- [Collected data entries]:
════════════════════
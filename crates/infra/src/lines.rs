//! Line-level operations: bulk ingestion against existing headers, plus
//! single-line read, update and delete.
//!
//! None of these create or modify headers. Full replacement of an invoice's
//! line set stays with [`crate::InvoiceStore::update`].

use std::collections::HashMap;

use tracing::{info, instrument};

use saledesk_core::InvoiceId;
use saledesk_invoicing::{
    BulkLineInput, InvoiceLine, LineKey, NewInvoiceLine, NumericInput, validate_amounts,
    validate_bulk_lines,
};

use crate::coordinator::{TransactionCoordinator, UnitOfWork};
use crate::error::InvoiceError;

#[derive(Clone)]
pub struct InvoiceLineStore {
    coordinator: TransactionCoordinator,
}

impl InvoiceLineStore {
    pub fn new(coordinator: TransactionCoordinator) -> Self {
        Self { coordinator }
    }

    /// Append many lines, each naming its invoice, in one unit of work.
    ///
    /// Every referenced header must already exist. Lines land after any
    /// existing lines of their invoice, in batch order. Returns the number of
    /// lines inserted.
    #[instrument(skip(self, batch), fields(batch_size = batch.len()), err)]
    pub async fn bulk_insert_lines(&self, batch: &[BulkLineInput]) -> Result<usize, InvoiceError> {
        if batch.is_empty() {
            return Err(InvoiceError::validation("details array is required"));
        }
        let accepted = validate_bulk_lines(batch)?;
        let inserted = accepted.len();
        let groups = group_by_invoice(accepted);

        let mut unit = self.coordinator.begin("bulk_insert_lines").await?;
        for (id, lines) in &groups {
            if !append(&mut unit, *id, lines).await? {
                unit.rollback().await;
                return Err(InvoiceError::not_found(format!("invoice {id}")));
            }
        }
        unit.commit().await?;

        info!(inserted, invoices = groups.len(), "bulk lines inserted");
        Ok(inserted)
    }

    /// Append one line to an existing invoice, after its current lines.
    #[instrument(skip(self, input), err)]
    pub async fn insert_line(&self, input: &BulkLineInput) -> Result<InvoiceLine, InvoiceError> {
        let Some((id, line)) = validate_bulk_lines(std::slice::from_ref(input))?.pop() else {
            return Err(InvoiceError::validation("line is required"));
        };

        let mut unit = self.coordinator.begin("insert_line").await?;
        if !append(&mut unit, id, std::slice::from_ref(&line)).await? {
            unit.rollback().await;
            return Err(InvoiceError::not_found(format!("invoice {id}")));
        }
        unit.commit().await?;

        info!(invoice_id = %id, product = %line.product, "line inserted");
        Ok(line.bind(id))
    }

    /// Every line of every invoice, by invoice id then submission order.
    #[instrument(skip(self), err)]
    pub async fn list_lines(&self) -> Result<Vec<InvoiceLine>, InvoiceError> {
        let backend = self.coordinator.backend();
        self.coordinator
            .bounded("list_lines", backend.list_lines())
            .await
    }

    #[instrument(skip(self, key), fields(invoice_id = %key.invoice_id, product = %key.product), err)]
    pub async fn get_line(&self, key: &LineKey) -> Result<InvoiceLine, InvoiceError> {
        let backend = self.coordinator.backend();
        self.coordinator
            .bounded("fetch_line", backend.fetch_line(key))
            .await?
            .ok_or_else(|| line_not_found(key))
    }

    /// Overwrite quantity and price of one existing line.
    #[instrument(skip(self, key, quantity, unit_price), fields(invoice_id = %key.invoice_id, product = %key.product), err)]
    pub async fn update_line(
        &self,
        key: &LineKey,
        quantity: Option<&NumericInput>,
        unit_price: Option<&NumericInput>,
    ) -> Result<InvoiceLine, InvoiceError> {
        let (quantity, unit_price) = validate_amounts(quantity, unit_price)?;

        let mut unit = self.coordinator.begin("update_line").await?;
        if unit.update_line(key, quantity, unit_price).await? == 0 {
            unit.rollback().await;
            return Err(line_not_found(key));
        }
        unit.commit().await?;

        Ok(InvoiceLine {
            invoice_id: key.invoice_id,
            product: key.product.clone(),
            quantity,
            unit_price,
        })
    }

    #[instrument(skip(self, key), fields(invoice_id = %key.invoice_id, product = %key.product), err)]
    pub async fn delete_line(&self, key: &LineKey) -> Result<(), InvoiceError> {
        let mut unit = self.coordinator.begin("delete_line").await?;
        if unit.delete_line(key).await? == 0 {
            unit.rollback().await;
            return Err(line_not_found(key));
        }
        unit.commit().await
    }
}

/// Lock the header of `id` and insert `lines` after its last line.
/// `false` when the header does not exist; nothing is written then.
async fn append(
    unit: &mut UnitOfWork,
    id: InvoiceId,
    lines: &[NewInvoiceLine],
) -> Result<bool, InvoiceError> {
    if !unit.lock_header(id).await? {
        return Ok(false);
    }
    let start = unit.next_position(id).await?;
    unit.insert_lines(id, start, lines).await?;
    Ok(true)
}

/// Group accepted lines per invoice, keeping first-appearance order of
/// invoices and batch order within each.
fn group_by_invoice(lines: Vec<(InvoiceId, NewInvoiceLine)>) -> Vec<(InvoiceId, Vec<NewInvoiceLine>)> {
    let mut slots: HashMap<InvoiceId, usize> = HashMap::new();
    let mut groups: Vec<(InvoiceId, Vec<NewInvoiceLine>)> = Vec::new();
    for (id, line) in lines {
        let slot = *slots.entry(id).or_insert_with(|| {
            groups.push((id, Vec::new()));
            groups.len() - 1
        });
        groups[slot].1.push(line);
    }
    groups
}

fn line_not_found(key: &LineKey) -> InvoiceError {
    InvoiceError::not_found(format!("line {} of invoice {}", key.product, key.invoice_id))
}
════════════════════
All of the lines above must be returned exactly.

- [Output of the task]:
filename crates/infra/src/lines.rs
//! Line-level operations: bulk ingestion against existing headers, plus
//! single-line read, update and delete.
//!
//! None of these create or modify headers. Full replacement of an invoice's
//! line set stays with [`crate::InvoiceStore::update`].

use std::collections::HashMap;

use tracing::{info, instrument};

use saledesk_core::InvoiceId;
use saledesk_invoicing::{
    BulkLineInput, InvoiceLine, LineKey, NewInvoiceLine, NumericInput, validate_amounts,
    validate_bulk_lines,
};

use crate::coordinator::{TransactionCoordinator, UnitOfWork};
use crate::error::InvoiceError;

#[derive(Clone)]
pub struct InvoiceLineStore {
    coordinator: TransactionCoordinator,
}

impl InvoiceLineStore {
    pub fn new(coordinator: TransactionCoordinator) -> Self {
        Self { coordinator }
    }

    /// Append many lines, each naming its invoice, in one unit of work.
    ///
    /// Every referenced header must already exist. Lines land after any
    /// existing lines of their invoice, in batch order. Returns the number of
    /// lines inserted.
    #[instrument(skip(self, batch), fields(batch_size = batch.len()), err)]
    pub async fn bulk_insert_lines(&self, batch: &[BulkLineInput]) -> Result<usize, InvoiceError> {
        if batch.is_empty() {
            return Err(InvoiceError::validation("details array is required"));
        }
        let accepted = validate_bulk_lines(batch)?;
        let inserted = accepted.len();
        let groups = group_by_invoice(accepted);

        let mut unit = self.coordinator.begin("bulk_insert_lines").await?;
        for (id, lines) in &groups {
            if !append(&mut unit, *id, lines).await? {
                unit.rollback().await;
                return Err(InvoiceError::not_found(format!("invoice {id}")));
            }
        }
        unit.commit().await?;

        info!(inserted, invoices = groups.len(), "bulk lines inserted");
        Ok(inserted)
    }

    /// Append one line to an existing invoice, after its current lines.
    #[instrument(skip(self, input), err)]
    pub async fn insert_line(&self, input: &BulkLineInput) -> Result<InvoiceLine, InvoiceError> {
        let Some((id, line)) = validate_bulk_lines(std::slice::from_ref(input))?.pop() else {
            return Err(InvoiceError::validation("line is required"));
        };

        let mut unit = self.coordinator.begin("insert_line").await?;
        if !append(&mut unit, id, std::slice::from_ref(&line)).await? {
            unit.rollback().await;
            return Err(InvoiceError::not_found(format!("invoice {id}")));
        }
        unit.commit().await?;

        info!(invoice_id = %id, product = %line.product, "line inserted");
        Ok(line.bind(id))
    }

    /// Every line of every invoice, by invoice id then submission order.
    #[instrument(skip(self), err)]
    pub async fn list_lines(&self) -> Result<Vec<InvoiceLine>, InvoiceError> {
        let backend = self.coordinator.backend();
        self.coordinator
            .bounded("list_lines", backend.list_lines())
            .await
    }

    #[instrument(skip(self, key), fields(invoice_id = %key.invoice_id, product = %key.product), err)]
    pub async fn get_line(&self, key: &LineKey) -> Result<InvoiceLine, InvoiceError> {
        let backend = self.coordinator.backend();
        self.coordinator
            .bounded("fetch_line", backend.fetch_line(key))
            .await?
            .ok_or_else(|| line_not_found(key))
    }

    /// Overwrite quantity and price of one existing line.
    #[instrument(skip(self, key, quantity, unit_price), fields(invoice_id = %key.invoice_id, product = %key.product), err)]
    pub async fn update_line(
        &self,
        key: &LineKey,
        quantity: Option<&NumericInput>,
        unit_price: Option<&NumericInput>,
    ) -> Result<InvoiceLine, InvoiceError> {
        let (quantity, unit_price) = validate_amounts(quantity, unit_price)?;

        let mut unit = self.coordinator.begin("update_line").await?;
        if unit.update_line(key, quantity, unit_price).await? == 0 {
            unit.rollback().await;
            return Err(line_not_found(key));
        }
        unit.commit().await?;

        Ok(InvoiceLine {
            invoice_id: key.invoice_id,
            product: key.product.clone(),
            quantity,
            unit_price,
        })
    }

    #[instrument(skip(self, key), fields(invoice_id = %key.invoice_id, product = %key.product), err)]
    pub async fn delete_line(&self, key: &LineKey) -> Result<(), InvoiceError> {
        let mut unit = self.coordinator.begin("delete_line").await?;
        if unit.delete_line(key).await? == 0 {
            unit.rollback().await;
            return Err(line_not_found(key));
        }
        unit.commit().await
    }
}

/// Lock the header of `id` and insert `lines` after its last line.
/// `false` when the header does not exist; nothing is written then.
async fn append(
    unit: &mut UnitOfWork,
    id: InvoiceId,
    lines: &[NewInvoiceLine],
) -> Result<bool, InvoiceError> {
    if !unit.lock_header(id).await? {
        return Ok(false);
    }
    let start = unit.next_position(id).await?;
    unit.insert_lines(id, start, lines).await?;
    Ok(true)
}

/// Group accepted lines per invoice, keeping first-appearance order of
/// invoices and batch order within each.
fn group_by_invoice(lines: Vec<(InvoiceId, NewInvoiceLine)>) -> Vec<(InvoiceId, Vec<NewInvoiceLine>)> {
    let mut slots: HashMap<InvoiceId, usize> = HashMap::new();
    let mut groups: Vec<(InvoiceId, Vec<NewInvoiceLine>)> = Vec::new();
    for (id, line) in lines {
        let slot = *slots.entry(id).or_insert_with(|| {
            groups.push((id, Vec::new()));
            groups.len() - 1
        });
        groups[slot].1.push(line);
    }
    groups
}

fn line_not_found(key: &LineKey) -> InvoiceError {
    InvoiceError::not_found(format!("line {} of invoice {}", key.product, key.invoice_id))
}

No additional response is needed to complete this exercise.